**Task to complete:** Among the records, find the lines that hold the string "None" and return them.

**Collection entries:**
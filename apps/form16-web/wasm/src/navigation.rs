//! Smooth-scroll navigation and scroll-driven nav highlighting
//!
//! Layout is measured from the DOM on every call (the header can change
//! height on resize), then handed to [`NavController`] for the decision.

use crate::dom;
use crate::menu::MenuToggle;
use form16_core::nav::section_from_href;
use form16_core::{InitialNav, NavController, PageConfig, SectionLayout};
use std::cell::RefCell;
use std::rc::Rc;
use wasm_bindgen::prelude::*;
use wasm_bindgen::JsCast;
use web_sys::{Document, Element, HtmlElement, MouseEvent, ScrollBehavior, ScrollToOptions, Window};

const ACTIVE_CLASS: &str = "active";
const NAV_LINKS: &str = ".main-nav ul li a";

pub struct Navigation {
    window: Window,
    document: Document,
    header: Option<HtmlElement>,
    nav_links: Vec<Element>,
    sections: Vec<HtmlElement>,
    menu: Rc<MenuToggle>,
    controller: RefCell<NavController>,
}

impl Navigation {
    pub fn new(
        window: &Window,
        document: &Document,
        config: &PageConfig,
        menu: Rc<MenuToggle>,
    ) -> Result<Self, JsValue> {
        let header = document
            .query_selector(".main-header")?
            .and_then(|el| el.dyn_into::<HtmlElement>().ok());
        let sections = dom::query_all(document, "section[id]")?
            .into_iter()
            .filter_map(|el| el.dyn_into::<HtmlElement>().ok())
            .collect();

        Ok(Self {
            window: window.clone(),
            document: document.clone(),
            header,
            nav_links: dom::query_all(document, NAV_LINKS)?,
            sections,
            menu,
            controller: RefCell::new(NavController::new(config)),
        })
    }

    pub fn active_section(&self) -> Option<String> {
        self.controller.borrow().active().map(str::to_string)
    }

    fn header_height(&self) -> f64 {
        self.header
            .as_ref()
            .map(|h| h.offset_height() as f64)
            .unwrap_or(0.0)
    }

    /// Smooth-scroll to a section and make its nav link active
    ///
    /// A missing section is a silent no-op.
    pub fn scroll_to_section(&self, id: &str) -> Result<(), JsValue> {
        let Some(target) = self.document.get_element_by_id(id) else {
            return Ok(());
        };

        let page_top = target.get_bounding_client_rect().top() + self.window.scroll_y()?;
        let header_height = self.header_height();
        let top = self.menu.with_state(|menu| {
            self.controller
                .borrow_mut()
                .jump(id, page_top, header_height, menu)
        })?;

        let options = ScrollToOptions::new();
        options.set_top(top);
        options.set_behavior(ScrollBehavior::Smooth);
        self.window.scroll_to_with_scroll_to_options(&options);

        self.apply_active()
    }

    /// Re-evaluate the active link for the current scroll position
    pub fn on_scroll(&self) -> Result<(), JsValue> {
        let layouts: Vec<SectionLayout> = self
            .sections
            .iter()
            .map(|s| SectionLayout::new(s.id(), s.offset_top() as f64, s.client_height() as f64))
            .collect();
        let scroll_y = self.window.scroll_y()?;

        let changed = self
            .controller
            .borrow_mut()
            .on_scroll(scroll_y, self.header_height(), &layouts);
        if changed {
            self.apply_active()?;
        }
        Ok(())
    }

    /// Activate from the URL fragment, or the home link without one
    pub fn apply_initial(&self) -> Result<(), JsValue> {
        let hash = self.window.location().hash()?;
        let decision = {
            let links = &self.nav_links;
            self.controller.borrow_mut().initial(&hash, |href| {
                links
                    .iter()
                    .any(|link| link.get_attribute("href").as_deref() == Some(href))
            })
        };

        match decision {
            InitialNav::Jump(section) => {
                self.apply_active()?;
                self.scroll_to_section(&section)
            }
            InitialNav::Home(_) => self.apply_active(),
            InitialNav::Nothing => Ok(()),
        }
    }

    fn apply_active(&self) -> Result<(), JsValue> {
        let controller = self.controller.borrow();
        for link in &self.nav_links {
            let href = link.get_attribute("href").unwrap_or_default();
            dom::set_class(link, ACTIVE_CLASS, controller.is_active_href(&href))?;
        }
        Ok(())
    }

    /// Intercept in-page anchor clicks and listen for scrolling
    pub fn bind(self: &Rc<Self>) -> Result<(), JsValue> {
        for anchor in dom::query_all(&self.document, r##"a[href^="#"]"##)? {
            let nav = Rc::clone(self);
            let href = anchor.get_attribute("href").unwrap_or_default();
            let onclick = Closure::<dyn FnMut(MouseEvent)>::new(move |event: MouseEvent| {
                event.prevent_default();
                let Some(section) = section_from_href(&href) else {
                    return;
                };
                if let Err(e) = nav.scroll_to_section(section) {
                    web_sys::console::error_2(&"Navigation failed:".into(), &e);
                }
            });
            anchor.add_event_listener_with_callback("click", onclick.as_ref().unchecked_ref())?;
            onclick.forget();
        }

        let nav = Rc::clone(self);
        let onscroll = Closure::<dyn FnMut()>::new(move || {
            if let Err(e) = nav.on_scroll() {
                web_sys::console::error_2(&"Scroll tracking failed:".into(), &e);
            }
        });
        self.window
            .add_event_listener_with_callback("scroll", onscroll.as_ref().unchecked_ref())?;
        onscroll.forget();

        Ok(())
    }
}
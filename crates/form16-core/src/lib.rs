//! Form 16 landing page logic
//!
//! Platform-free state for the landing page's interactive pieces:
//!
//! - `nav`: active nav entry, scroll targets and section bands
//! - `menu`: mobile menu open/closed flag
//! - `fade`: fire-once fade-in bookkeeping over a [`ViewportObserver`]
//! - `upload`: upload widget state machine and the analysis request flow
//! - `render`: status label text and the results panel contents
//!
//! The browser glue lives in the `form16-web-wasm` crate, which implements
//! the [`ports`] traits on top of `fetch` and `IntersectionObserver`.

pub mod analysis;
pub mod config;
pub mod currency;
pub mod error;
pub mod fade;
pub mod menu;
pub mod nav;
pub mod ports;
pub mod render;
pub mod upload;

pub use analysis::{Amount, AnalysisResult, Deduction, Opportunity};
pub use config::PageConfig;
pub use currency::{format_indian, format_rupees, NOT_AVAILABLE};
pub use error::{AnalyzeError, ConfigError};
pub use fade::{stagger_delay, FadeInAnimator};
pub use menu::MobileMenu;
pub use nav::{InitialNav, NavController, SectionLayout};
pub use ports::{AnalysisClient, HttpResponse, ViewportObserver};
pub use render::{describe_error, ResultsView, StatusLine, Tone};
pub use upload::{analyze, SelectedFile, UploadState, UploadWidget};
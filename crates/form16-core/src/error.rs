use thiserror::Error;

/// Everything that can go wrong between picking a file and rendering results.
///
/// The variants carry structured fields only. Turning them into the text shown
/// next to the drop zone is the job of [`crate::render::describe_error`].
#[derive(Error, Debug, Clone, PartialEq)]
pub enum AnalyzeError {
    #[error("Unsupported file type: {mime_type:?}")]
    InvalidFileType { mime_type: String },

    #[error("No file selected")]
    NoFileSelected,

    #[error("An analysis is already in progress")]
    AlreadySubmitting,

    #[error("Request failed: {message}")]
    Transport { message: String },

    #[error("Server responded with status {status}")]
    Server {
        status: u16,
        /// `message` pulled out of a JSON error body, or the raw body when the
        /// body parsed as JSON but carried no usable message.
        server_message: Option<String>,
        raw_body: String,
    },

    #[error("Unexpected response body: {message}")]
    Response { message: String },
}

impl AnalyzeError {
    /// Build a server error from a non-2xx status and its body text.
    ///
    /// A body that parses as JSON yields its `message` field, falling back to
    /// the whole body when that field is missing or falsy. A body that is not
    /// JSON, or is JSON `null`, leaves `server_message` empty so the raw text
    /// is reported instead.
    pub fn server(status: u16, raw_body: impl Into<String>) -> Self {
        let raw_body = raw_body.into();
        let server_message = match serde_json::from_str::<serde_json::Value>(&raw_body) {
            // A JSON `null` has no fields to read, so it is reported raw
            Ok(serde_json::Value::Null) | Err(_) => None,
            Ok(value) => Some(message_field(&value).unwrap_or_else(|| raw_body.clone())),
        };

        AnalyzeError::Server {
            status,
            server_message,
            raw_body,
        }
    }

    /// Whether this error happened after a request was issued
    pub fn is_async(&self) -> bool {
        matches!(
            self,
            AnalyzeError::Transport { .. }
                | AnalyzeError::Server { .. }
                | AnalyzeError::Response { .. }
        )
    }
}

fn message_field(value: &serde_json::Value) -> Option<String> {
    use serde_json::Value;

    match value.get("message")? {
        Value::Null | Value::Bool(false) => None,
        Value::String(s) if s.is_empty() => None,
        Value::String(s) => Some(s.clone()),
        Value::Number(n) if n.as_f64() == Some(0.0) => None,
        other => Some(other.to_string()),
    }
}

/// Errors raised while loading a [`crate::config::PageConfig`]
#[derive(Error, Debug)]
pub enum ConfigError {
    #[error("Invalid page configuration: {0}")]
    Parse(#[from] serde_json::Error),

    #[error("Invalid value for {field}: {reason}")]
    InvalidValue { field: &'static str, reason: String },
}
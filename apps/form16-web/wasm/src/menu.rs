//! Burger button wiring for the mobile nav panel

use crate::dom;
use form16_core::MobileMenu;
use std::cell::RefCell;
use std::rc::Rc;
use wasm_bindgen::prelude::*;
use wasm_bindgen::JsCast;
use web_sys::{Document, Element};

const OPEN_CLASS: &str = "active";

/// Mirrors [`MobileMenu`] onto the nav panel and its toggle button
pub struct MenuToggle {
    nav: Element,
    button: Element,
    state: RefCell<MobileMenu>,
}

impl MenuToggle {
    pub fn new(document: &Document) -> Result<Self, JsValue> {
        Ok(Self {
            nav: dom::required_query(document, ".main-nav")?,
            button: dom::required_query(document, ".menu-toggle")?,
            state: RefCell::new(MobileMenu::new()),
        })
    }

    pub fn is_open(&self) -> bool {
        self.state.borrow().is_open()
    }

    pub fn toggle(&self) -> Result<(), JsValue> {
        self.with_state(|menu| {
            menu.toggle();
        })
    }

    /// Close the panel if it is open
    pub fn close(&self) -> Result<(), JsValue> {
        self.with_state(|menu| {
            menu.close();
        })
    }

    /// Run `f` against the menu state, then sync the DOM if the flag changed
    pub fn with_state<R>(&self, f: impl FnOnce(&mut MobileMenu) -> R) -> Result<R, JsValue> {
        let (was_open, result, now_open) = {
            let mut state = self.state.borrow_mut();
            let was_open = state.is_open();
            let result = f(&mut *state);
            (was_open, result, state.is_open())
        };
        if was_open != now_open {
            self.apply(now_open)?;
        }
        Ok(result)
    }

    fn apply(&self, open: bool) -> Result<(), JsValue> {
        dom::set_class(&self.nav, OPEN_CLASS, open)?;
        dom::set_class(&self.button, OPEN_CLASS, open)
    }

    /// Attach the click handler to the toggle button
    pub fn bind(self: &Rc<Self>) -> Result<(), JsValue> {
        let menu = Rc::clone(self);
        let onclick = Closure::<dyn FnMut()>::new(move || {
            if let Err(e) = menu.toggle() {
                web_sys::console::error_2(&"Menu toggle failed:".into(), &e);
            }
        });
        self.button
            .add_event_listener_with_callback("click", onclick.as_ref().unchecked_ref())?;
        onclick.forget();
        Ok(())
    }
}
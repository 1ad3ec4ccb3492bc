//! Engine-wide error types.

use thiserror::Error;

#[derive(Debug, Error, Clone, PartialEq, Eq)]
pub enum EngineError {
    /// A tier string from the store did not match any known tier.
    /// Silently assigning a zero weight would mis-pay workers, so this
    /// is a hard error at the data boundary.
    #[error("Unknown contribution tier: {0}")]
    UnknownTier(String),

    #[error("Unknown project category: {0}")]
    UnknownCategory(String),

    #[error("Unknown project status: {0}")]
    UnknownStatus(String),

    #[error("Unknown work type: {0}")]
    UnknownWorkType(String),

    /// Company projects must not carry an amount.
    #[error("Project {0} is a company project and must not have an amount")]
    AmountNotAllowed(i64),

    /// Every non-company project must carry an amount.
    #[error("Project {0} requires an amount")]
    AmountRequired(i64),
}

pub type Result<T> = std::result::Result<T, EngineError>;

**The completed task:**
            Ok(serde_json::Value::Null) | Err(_) => None,
        Value::Null | Value::Bool(false) => None,
        Value::String(s) if s.is_empty() => None,
        Value::Number(n) if n.as_f64() == Some(0.0) => None,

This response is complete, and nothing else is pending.